How Your Blood Sugar Levels Benefit When You Eat Low Glycemic Index Carbohydrates? – From the time you received your diagnosis of type 2 diabetes you have been forced to hear about diabetic meal plans, and realize that carbohydrates come in many forms. Carbohydrates or carbs come packaged as sugar, starch and fiber and the form of the carbohydrate actually makes a difference in how it affects your blood sugar level.
Any liquids, such as soda or fruit juice are rapidly processed by our digestive system and cause blood sugar levels to rise quickly. This doesn’t mean you have to totally eliminate these from your meal plans, it really means you need to learn what the correct portion size is for you and how you can work them into your food guidelines.
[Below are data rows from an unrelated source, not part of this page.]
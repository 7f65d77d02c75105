//! Button component for TUI

use ratatui::{
    layout::Rect,
    style::{Color, Modifier, Style},
    widgets::{Block, Borders, Paragraph},
    Frame,
};

/// Button height in rows (top border + content + bottom border)
pub const BUTTON_HEIGHT: u16 = 3;

/// Render a generic button with border
pub fn render_button(
    frame: &mut Frame,
    area: Rect,
    content: &str,
    is_selected: bool,
    is_enabled: bool,
) {
    let border_style = if is_selected && is_enabled {
        Style::default().fg(Color::Cyan)
    } else {
        Style::default().fg(Color::DarkGray)
    };

    let text_style = if !is_enabled {
        Style::default().fg(Color::DarkGray)
    } else if is_selected {
        Style::default()
            .fg(Color::Cyan)
            .add_modifier(Modifier::BOLD)
    } else {
        Style::default()
    };

    let paragraph = Paragraph::new(format!(" {content} ")).style(text_style);
    let block = Block::default()
        .borders(Borders::ALL)
        .border_style(border_style);

    frame.render_widget(paragraph.block(block), area);
}

/// Render a sidebar button with key and label
pub fn render_sidebar_button(
    frame: &mut Frame,
    area: Rect,
    label: &str,
    is_selected: bool,
) {
    render_button(frame, area, label, is_selected, true);
}

/// Label of the submit button; swaps to a loading indicator while sending
pub fn submit_label(is_submitting: bool) -> &'static str {
    if is_submitting {
        "⟳ Sending..."
    } else {
        "Send Message"
    }
}

/// Render the form's submit button, disabled while a submission is in flight
pub fn render_submit_button(frame: &mut Frame, area: Rect, is_selected: bool, is_submitting: bool) {
    render_button(
        frame,
        area,
        submit_label(is_submitting),
        is_selected,
        !is_submitting,
    );
}

#[cfg(test)]
mod tests {
    use super::*;

    #[test]
    fn test_submit_label_swaps_while_sending() {
        assert_eq!(submit_label(false), "Send Message");
        assert_eq!(submit_label(true), "⟳ Sending...");
    }
}
//! Lexical extraction of flight codes and travel dates from message bodies

use crate::error::{FlightStatsError, Result};
use mailparse::ParsedMail;
use regex::Regex;
use std::sync::LazyLock;

/// Flight-code pattern: leading whitespace, a 2-3 character airline
/// designator (two letters, letter+digit or digit+letter, optional third
/// letter), then 1-4 digits and an optional trailing letter.
///
/// The leading whitespace is part of the match and is trimmed off when the
/// codes are recorded into a booking. No semantic validation happens here;
/// bogus matches are weeded out later when resolution fails for them.
static FLIGHT_CODE_REGEX: LazyLock<Regex> = LazyLock::new(|| {
    Regex::new(r"(?i)\s(?:[a-z]{2}|[a-z][0-9]|[0-9][a-z])[a-z]?[0-9]{1,4}[a-z]?")
        .expect("Invalid FLIGHT_CODE_REGEX pattern")
});

/// Travel-date pattern: 1-2 digit day, optional `-`/whitespace separator,
/// a month abbreviation (English plus the German spellings Mai/Okt/Dez),
/// optional separator, 2- or 4-digit year.
static DATE_REGEX: LazyLock<Regex> = LazyLock::new(|| {
    Regex::new(r"(?i)[0-3]?[0-9][\s-]?(?:jan|feb|mar|apr|mai|jun|jul|aug|sep|o[ck]t|nov|de[cz])[\s-]?(?:19|20)?[0-9]{2}")
        .expect("Invalid DATE_REGEX pattern")
});

/// Rendering width used when flattening HTML bodies to text
const BODY_TEXT_WIDTH: usize = 80;

/// Extract every flight-code-like substring from `text`, in match order.
///
/// Matches are returned verbatim (original casing, leading whitespace
/// included); both trimming and de-duplication belong to
/// [`crate::booking::MessageBooking`].
#[must_use]
pub fn extract_flight_codes(text: &str) -> Vec<String> {
    FLIGHT_CODE_REGEX
        .find_iter(text)
        .map(|m| m.as_str().to_string())
        .collect()
}

/// Extract every date-like substring from `text`, in match order.
///
/// Matches are returned verbatim; normalization (separator stripping) and
/// de-duplication belong to [`crate::booking::MessageBooking`].
#[must_use]
pub fn extract_dates(text: &str) -> Vec<String> {
    DATE_REGEX
        .find_iter(text)
        .map(|m| m.as_str().to_string())
        .collect()
}

/// Decode a raw RFC 822 payload to plain text.
///
/// Booking mail is almost always multipart with the useful content in the
/// HTML part, so that part is preferred and rendered to text; a
/// `text/plain` part is the fallback, then the top-level body.
///
/// # Errors
/// Returns [`FlightStatsError::Decode`] if the payload cannot be parsed or
/// a selected part cannot be decoded. The pipeline treats this as the
/// non-fatal "extraction failed" outcome for the message.
pub fn message_text(raw: &[u8]) -> Result<String> {
    let parsed = mailparse::parse_mail(raw)
        .map_err(|e| FlightStatsError::Decode(format!("malformed message payload: {e}")))?;

    if let Some(html) = find_part(&parsed, "text/html") {
        let text = html2text::from_read(html.as_bytes(), BODY_TEXT_WIDTH)
            .map_err(|e| FlightStatsError::Decode(format!("HTML part not renderable: {e}")))?;
        return Ok(text);
    }

    if let Some(plain) = find_part(&parsed, "text/plain") {
        return Ok(plain);
    }

    parsed
        .get_body()
        .map_err(|e| FlightStatsError::Decode(format!("undecodable message body: {e}")))
}

/// Depth-first search for the first part with the given MIME type.
fn find_part(part: &ParsedMail, mimetype: &str) -> Option<String> {
    if part.ctype.mimetype.eq_ignore_ascii_case(mimetype) {
        return part.get_body().ok();
    }

    for sub in &part.subparts {
        if let Some(text) = find_part(sub, mimetype) {
            return Some(text);
        }
    }

    None
}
What does the Glycemic Index mean?
1. The Glycemic Index (GI) is a method that describes the different ranking of carbohydrates according to how they affect your blood sugar levels. It has been:
researched for use as a diabetes meal plan management method and
shown to help many individuals control their post-meal blood sugars
2. The Glycemic Index method applies a score to all individual foods according to it’s effect on your blood sugars as compared to a typical carbohydrate item.
3. Foods are scored on whether they have a low, moderate or high-Gl level. Foods that have a high-GI have a greater and faster effect on your sugar levels than those with a low-GI.
4. Carbohydrates are not good or bad… the difference is in how you eat them and how much of them you eat. The glycemic index gives you a way of managing your blood sugar and insulin levels, which means you will not be storing fat and you will also lose weight.
Benefits of following a low-GI eating plan:
improvement in your body’s insulin sensitivity
improvement of your blood sugar levels
you will lose weight as low-GI eating will lift your basal metabolic rate
low-GI carbohydrates help you feel less hungry
Choosing low-GI carbohydrates produces only small fluctuations in both your insulin and blood sugar levels.